**Dataset excerpts**.
=== Begin Enclosure ===

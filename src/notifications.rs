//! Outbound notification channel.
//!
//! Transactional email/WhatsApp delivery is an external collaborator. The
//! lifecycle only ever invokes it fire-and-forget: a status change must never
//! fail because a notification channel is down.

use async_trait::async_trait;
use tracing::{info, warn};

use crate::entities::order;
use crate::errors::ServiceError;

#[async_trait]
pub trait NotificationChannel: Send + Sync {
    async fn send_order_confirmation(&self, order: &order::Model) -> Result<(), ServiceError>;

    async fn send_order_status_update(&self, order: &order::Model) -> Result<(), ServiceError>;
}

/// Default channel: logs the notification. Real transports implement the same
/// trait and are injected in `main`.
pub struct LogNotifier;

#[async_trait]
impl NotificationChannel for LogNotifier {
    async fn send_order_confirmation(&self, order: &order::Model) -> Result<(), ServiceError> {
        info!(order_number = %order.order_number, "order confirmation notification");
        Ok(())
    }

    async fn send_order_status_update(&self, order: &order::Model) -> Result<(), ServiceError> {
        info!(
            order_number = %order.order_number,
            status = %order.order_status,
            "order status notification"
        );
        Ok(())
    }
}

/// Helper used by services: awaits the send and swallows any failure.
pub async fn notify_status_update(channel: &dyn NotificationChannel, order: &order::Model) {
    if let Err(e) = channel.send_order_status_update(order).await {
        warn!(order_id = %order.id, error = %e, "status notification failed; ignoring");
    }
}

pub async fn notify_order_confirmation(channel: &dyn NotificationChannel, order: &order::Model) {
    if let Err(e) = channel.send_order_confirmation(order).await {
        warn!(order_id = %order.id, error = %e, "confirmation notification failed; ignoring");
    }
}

=== End Enclosure ===

**What to produce**.
Exactly one number is the answer: how many lines of the entries contain the string "info".

**Task answer**.
3